53. Daredevil (2003)

There’s a darker, grittier director’s cut of this movie that’s actually pretty good. But it still doesn’t make up for the fact that the movie includes Ben Affleck and Jennifer Garner in a highly choreographed seduction fight on a see-saw.

52. Batman (1966)

Yeah, it’s intentionally campy, but that doesn’t really make it tolerable after age 10. Unless you’ve been hitting the Bat Mini-Bar.


51. The Punisher (2004)

Seriously. Just put some guns in his hands and let him murder the shit out of everybody. I don’t care about his backstory. I don’t care about his relationship with his misfit neighbors. And I sure as shit don’t care about John Travolta. Ever. You can commit a lot of sins with a movie about a brooding dude whose primary superpower is being really good at maiming and torturing. Being boring is unforgivable.

50. Batman Forever (1995)

Is it as bad as we remember? No. It’s kind of worse. But it did give us “Kiss from a Rose,” so all isn’t lost.

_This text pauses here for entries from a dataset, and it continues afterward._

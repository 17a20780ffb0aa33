// Rocket defaults
pub const DEFAULT_DRY_MASS: f64 = 1.0;
pub const DEFAULT_FUEL_MASS: f64 = 1.0;
pub const DEFAULT_FUEL_BURN_RATE: f64 = 1.0;
pub const DEFAULT_THRUST: f64 = 1.0;
pub const DEFAULT_DRAG_COEFFICIENT: f64 = 0.5;
pub const DEFAULT_CROSS_SECTION_RADIUS: f64 = 1.0;

// Environmental defaults
pub const DEFAULT_GRAVITY: f64 = 1.0;
pub const DEFAULT_AIR_DENSITY: f64 = 1.2;

// Launch site
pub const GROUND_HEIGHT: f64 = 0.4;
pub const LAUNCH_PAD_X: f64 = 0.0;
pub const LAUNCH_PAD_Y: f64 = 0.4;
pub const LAUNCH_PAD_Z: f64 = 0.0;

// Simulation Parameters
pub const FRAME_RATE: f64 = 60.0; // ticks per second assumed by fuel burn and legacy integration
pub const TICK_RATE: f64 = 60.0; // Hz, headless driver default
pub const MAX_SIMULATION_TIME: f64 = 120.0; // s
pub const MASS_EPSILON: f64 = 1e-6; // lower bound on total mass before dividing
pub const FUEL_BURNOUT_THRESHOLD: f64 = 1e-9; // remaining fuel at or below this is empty

// Drag is evaluated at a fixed unit speed in the legacy model
pub const LEGACY_DRAG_SPEED: f64 = 1.0;

// Scene
pub const STAR_COUNT: usize = 2000;
pub const STARFIELD_EXTENT: f64 = 2000.0;
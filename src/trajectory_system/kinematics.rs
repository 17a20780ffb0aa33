use crate::config::{ForceAccumulation, TimeScaling};
use crate::constants::FRAME_RATE;
use crate::utils::vector3d::Vector3D;

#[derive(Debug, Clone)]
pub struct Kinematics {
    pub position: Vector3D,
    pub velocity: Vector3D,
    pub acceleration: Vector3D,
    pub force_accumulator: Vector3D,
    pub time: f64,
}

impl Kinematics {
    pub fn new(launch_site_position: Vector3D) -> Self {
        Kinematics {
            position: launch_site_position,
            velocity: Vector3D::zero(),
            acceleration: Vector3D::zero(),
            force_accumulator: Vector3D::zero(),
            time: 0.0,
        }
    }

    /// Prepares the accumulator for a new tick.
    pub fn begin_tick(&mut self, accumulation: ForceAccumulation) {
        if accumulation == ForceAccumulation::PerTick {
            self.force_accumulator = Vector3D::zero();
        }
    }

    pub fn apply_force(&mut self, force: Vector3D) {
        self.force_accumulator = self.force_accumulator + force;
    }

    /// Derives acceleration from the accumulated force and steps the body.
    ///
    /// `total_mass` must already be clamped positive.
    pub fn integrate(&mut self, delta_time: f64, total_mass: f64, scheme: TimeScaling) {
        self.acceleration = self.force_accumulator.scale(1.0 / total_mass);

        match scheme {
            TimeScaling::Legacy => {
                // Position sees the previous velocity over dt / 60, velocity the full dt.
                self.position += self.velocity.scale(delta_time / FRAME_RATE);
                self.velocity += self.acceleration.scale(delta_time);
            }
            TimeScaling::SemiImplicitEuler => {
                self.velocity += self.acceleration.scale(delta_time);
                self.position += self.velocity.scale(delta_time);
            }
        }

        self.time += delta_time;
    }

    pub fn get_altitude(&self, ground_height: f64) -> f64 {
        self.position.y - ground_height
    }

    pub fn get_velocity_magnitude(&self) -> f64 {
        self.velocity.magnitude()
    }

    pub fn get_acceleration_magnitude(&self) -> f64 {
        self.acceleration.magnitude()
    }

    pub fn get_time(&self) -> f64 {
        self.time
    }
}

49. Punisher: War Zone (2008)

OK, maybe you can’t just put a some guns in his hands and let him murder the shit out of everybody. But at least his neighbors are gone now.

48. The Amazing Spider-Man 2 (2014)

When they rebooted Spider-Man less than five years after Tobey Maguire went emo, the intent was that they’d learn from the mistakes of the past. Instead, we get three villains, a set-up for a movie with six villains, and more teenage angst than a drama kid’s diary. Basically, this movie is Batman Forever, but with zero “Kiss from a Rose."

Warner Bros. Pictures

47. Man of Steel (2013)

A movie that starts off with Russell Crowe flying on an intergalactic space dragon and ends with the most horrific chiropractic adjustment ever has no right to be this boring or dour.

46. The Amazing Spider-Man (2012)

So... it’s the same as the first Spider-Man? Except Peter’s less “gee-whiz” dweeby and more “I’m sort of a prick, which explains why my classmates don’t like me.” And instead of Willem Dafoe in a Power Rangers mask, it’s a big CGI lizard. And instead of good it’s... well, it’s this.

45. Spider-Man 3 (2007)

Look, Spider-Man 3 isn’t quite as bad as we remember. The Sandman story’s pretty cool. Venom’s the kid from That '70s Show. James Franco rides a space snowboard. Tobey Maguire gets two extended dance numbers. Wait. Yes, it’s as bad as we remember.

44. Superman Returns (2006)

Do you honestly remember anything about this movie aside from that cool shot of a bullet bouncing off Superman’s eye? Didn’t think so. Even worse, Bryan Singer passed on the third X-Men movie for this mash note to a man in tights. So we have Superman Returns to blame for the whole Juggernaut fiasco.

43. Wanted (2008)

Say what you will about the curved bullets and scantily clad Jolie. This is a movie in which the heroes take orders from a magical sewing machine called The Loom of Fate.

42. Hulk (2003)

Hulk smash! Hulk brood existentially about the greater meaning of gamma rays and the duality of existence. Hulk downer.

Sony Pictures Entertainment

41. Swamp Thing (1982)

Laura Palmer’s dad turns into a marauding, sentient plant monster after catching fire in a lab. I mean, this might be cheesy, but between this and A Nightmare on Elm Street, Wes Craven’s got that whole “guy on fire” thing on lock.

40. TMNT (2007)

It’s the Ninja Turtles, as cartoons. So basically the Michael Bay version, but honest about what it is. And, you know, tolerable.

39. The Mask (1994)

It’s not as good are you remember it being when you saw it at age 12 with Jason Dake in Clio, MI (we all did that, right?). But turning Jim Carrey into a literal personification of a cartoon is probably the best casting of the actor to this day. Except for the time he played an anti-vaxxing lunatic in real life.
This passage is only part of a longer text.